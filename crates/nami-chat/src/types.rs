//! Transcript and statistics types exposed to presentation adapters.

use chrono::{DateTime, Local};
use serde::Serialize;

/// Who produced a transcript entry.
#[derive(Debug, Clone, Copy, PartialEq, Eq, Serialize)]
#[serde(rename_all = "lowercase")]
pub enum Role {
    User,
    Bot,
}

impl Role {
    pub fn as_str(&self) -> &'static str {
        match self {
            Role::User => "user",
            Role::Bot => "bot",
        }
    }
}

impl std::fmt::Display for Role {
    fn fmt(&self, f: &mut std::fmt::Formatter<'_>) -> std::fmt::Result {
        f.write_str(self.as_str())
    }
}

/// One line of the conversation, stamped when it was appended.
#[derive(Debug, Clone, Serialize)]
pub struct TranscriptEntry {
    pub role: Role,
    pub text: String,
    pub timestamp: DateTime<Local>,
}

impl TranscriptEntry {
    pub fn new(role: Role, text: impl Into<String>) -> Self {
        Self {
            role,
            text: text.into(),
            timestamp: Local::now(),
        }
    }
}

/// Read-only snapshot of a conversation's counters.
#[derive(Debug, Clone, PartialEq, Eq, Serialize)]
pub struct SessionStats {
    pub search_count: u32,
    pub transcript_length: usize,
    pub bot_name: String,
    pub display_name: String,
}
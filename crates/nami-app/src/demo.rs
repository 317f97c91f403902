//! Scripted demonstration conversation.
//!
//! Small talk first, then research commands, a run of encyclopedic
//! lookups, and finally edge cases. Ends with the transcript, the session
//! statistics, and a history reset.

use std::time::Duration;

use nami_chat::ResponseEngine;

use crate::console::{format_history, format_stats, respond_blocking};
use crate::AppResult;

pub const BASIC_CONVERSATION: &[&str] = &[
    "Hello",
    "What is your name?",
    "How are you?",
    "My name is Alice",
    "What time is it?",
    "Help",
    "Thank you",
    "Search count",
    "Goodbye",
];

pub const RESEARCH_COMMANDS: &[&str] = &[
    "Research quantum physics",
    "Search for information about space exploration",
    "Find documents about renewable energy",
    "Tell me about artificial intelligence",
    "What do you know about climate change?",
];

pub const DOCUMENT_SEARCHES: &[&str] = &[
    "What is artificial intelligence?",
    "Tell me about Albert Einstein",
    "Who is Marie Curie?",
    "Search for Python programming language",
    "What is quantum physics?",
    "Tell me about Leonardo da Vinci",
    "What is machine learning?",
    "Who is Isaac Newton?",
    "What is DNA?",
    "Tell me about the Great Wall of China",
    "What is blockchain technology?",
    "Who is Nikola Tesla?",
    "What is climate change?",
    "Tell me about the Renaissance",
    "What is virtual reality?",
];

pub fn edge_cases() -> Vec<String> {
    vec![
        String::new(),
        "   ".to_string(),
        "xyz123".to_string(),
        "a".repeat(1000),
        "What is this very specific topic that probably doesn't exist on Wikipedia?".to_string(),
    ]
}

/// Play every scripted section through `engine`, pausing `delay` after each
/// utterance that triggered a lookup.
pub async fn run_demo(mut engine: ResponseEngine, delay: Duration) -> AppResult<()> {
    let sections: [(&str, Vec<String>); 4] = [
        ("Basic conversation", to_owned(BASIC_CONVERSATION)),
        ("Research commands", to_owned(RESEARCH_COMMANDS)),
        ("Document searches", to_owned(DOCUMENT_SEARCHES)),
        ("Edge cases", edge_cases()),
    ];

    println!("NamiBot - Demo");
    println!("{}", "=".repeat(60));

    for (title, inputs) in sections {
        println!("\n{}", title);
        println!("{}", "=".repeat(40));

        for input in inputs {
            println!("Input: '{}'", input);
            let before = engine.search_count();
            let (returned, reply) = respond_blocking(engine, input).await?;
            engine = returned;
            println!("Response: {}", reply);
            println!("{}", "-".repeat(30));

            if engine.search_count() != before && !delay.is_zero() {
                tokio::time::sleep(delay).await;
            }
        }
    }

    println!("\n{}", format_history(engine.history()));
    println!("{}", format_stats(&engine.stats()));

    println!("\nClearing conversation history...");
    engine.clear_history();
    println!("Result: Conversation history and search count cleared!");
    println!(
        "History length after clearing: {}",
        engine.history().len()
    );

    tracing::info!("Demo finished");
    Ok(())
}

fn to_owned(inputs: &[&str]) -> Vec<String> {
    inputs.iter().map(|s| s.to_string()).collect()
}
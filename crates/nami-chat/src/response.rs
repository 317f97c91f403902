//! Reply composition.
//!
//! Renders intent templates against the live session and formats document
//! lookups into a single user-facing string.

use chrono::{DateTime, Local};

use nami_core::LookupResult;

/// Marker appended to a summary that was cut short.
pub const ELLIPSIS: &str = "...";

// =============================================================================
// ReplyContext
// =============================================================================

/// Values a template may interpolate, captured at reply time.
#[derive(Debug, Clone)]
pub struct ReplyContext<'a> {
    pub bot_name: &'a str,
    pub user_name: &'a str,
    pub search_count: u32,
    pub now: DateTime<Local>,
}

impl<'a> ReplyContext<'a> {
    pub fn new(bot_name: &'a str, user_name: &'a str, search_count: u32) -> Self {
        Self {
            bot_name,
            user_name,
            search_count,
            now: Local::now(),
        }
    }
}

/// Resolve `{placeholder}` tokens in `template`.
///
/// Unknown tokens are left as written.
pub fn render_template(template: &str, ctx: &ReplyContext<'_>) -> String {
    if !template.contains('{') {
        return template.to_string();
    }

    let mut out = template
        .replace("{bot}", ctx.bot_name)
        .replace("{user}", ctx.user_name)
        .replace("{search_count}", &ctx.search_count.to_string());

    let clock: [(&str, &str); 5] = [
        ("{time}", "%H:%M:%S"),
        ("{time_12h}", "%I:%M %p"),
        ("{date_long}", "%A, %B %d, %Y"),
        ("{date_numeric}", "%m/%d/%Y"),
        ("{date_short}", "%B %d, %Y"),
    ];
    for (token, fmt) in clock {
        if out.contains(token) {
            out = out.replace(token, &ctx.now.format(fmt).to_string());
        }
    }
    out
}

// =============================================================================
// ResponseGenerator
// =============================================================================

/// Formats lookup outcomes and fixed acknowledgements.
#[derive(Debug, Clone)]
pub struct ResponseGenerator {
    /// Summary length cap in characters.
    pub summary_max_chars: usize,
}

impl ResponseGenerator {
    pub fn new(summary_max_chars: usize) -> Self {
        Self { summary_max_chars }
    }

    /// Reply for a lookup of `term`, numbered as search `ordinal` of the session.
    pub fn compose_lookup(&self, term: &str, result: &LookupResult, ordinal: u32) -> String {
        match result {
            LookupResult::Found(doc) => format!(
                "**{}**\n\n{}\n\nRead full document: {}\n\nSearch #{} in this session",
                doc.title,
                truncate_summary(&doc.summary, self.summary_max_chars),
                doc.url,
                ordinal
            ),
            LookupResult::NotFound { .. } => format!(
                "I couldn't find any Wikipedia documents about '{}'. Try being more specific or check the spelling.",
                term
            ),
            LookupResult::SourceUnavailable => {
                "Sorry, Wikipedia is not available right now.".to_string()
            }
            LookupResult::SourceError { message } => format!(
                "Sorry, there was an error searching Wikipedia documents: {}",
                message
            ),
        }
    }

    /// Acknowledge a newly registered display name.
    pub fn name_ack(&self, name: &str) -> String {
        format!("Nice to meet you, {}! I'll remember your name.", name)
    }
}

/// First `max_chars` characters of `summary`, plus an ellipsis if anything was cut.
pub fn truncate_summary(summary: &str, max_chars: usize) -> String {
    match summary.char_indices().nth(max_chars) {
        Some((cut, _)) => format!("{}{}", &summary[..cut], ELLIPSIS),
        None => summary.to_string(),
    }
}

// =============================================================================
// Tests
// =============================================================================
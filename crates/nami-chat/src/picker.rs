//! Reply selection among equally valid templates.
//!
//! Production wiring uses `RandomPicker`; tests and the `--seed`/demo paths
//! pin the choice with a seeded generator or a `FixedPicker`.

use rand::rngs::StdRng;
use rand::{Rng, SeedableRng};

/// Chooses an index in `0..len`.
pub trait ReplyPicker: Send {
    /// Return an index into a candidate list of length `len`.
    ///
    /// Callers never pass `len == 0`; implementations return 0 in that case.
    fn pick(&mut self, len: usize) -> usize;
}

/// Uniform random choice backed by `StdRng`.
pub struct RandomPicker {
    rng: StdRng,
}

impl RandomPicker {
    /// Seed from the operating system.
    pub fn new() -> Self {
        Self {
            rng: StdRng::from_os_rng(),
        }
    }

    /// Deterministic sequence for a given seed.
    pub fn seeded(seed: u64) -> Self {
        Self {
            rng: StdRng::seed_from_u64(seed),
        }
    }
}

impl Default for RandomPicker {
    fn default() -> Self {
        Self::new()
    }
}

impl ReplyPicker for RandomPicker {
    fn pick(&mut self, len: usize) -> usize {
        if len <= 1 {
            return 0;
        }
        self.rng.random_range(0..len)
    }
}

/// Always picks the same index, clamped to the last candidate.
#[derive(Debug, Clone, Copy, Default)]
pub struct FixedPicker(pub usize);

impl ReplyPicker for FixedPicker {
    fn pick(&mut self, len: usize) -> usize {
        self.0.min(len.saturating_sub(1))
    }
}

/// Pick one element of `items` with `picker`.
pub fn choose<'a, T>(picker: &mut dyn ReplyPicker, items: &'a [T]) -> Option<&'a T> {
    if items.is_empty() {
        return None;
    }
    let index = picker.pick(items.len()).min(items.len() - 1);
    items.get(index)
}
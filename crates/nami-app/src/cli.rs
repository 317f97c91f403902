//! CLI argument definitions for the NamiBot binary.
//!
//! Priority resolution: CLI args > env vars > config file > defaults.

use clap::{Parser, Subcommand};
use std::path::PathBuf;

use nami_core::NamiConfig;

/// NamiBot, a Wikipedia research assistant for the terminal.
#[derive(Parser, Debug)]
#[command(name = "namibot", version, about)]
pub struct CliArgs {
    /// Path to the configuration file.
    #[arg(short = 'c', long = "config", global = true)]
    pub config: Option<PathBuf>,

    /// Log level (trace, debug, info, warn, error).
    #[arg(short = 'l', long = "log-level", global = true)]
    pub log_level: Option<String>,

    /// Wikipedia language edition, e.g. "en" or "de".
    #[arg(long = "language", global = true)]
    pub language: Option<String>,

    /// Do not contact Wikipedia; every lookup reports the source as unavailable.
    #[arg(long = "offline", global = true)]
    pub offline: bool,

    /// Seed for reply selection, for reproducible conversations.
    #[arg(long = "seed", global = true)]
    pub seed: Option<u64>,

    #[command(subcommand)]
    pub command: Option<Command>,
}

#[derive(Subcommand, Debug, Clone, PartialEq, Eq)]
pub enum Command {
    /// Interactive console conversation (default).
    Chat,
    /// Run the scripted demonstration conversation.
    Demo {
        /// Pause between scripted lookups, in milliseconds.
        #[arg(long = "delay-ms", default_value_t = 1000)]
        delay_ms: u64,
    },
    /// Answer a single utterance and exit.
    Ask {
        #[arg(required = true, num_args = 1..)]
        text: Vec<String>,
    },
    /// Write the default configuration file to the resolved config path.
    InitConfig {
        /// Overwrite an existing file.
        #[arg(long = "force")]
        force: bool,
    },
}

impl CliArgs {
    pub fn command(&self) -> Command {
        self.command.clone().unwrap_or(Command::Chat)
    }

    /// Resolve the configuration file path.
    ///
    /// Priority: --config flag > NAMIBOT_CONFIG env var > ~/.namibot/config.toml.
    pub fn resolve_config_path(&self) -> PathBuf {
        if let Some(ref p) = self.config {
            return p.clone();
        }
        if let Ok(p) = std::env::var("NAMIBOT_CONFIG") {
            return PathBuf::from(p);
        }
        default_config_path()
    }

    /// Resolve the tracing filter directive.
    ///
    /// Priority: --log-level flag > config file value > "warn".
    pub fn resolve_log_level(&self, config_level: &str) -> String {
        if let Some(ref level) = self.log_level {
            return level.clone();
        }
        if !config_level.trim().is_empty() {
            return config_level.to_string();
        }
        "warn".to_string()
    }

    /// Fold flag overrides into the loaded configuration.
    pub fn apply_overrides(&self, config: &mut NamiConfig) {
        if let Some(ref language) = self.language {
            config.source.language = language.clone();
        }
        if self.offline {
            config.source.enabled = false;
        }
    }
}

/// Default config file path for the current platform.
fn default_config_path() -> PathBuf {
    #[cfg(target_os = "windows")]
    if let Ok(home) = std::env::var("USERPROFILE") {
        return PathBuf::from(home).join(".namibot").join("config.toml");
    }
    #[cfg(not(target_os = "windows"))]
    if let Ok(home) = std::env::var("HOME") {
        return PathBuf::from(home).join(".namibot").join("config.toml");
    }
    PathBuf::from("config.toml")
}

□ □ □ □ □ □ □

An exact repeat of the lines from the one containing "config.source.enabled = false;" through the final line above, both included, is the whole answer.

            config.source.enabled = false;
        }
    }
}

/// Default config file path for the current platform.
fn default_config_path() -> PathBuf {
    #[cfg(target_os = "windows")]
    if let Ok(home) = std::env::var("USERPROFILE") {
        return PathBuf::from(home).join(".namibot").join("config.toml");
    }
    #[cfg(not(target_os = "windows"))]
    if let Ok(home) = std::env::var("HOME") {
        return PathBuf::from(home).join(".namibot").join("config.toml");
    }
    PathBuf::from("config.toml")
}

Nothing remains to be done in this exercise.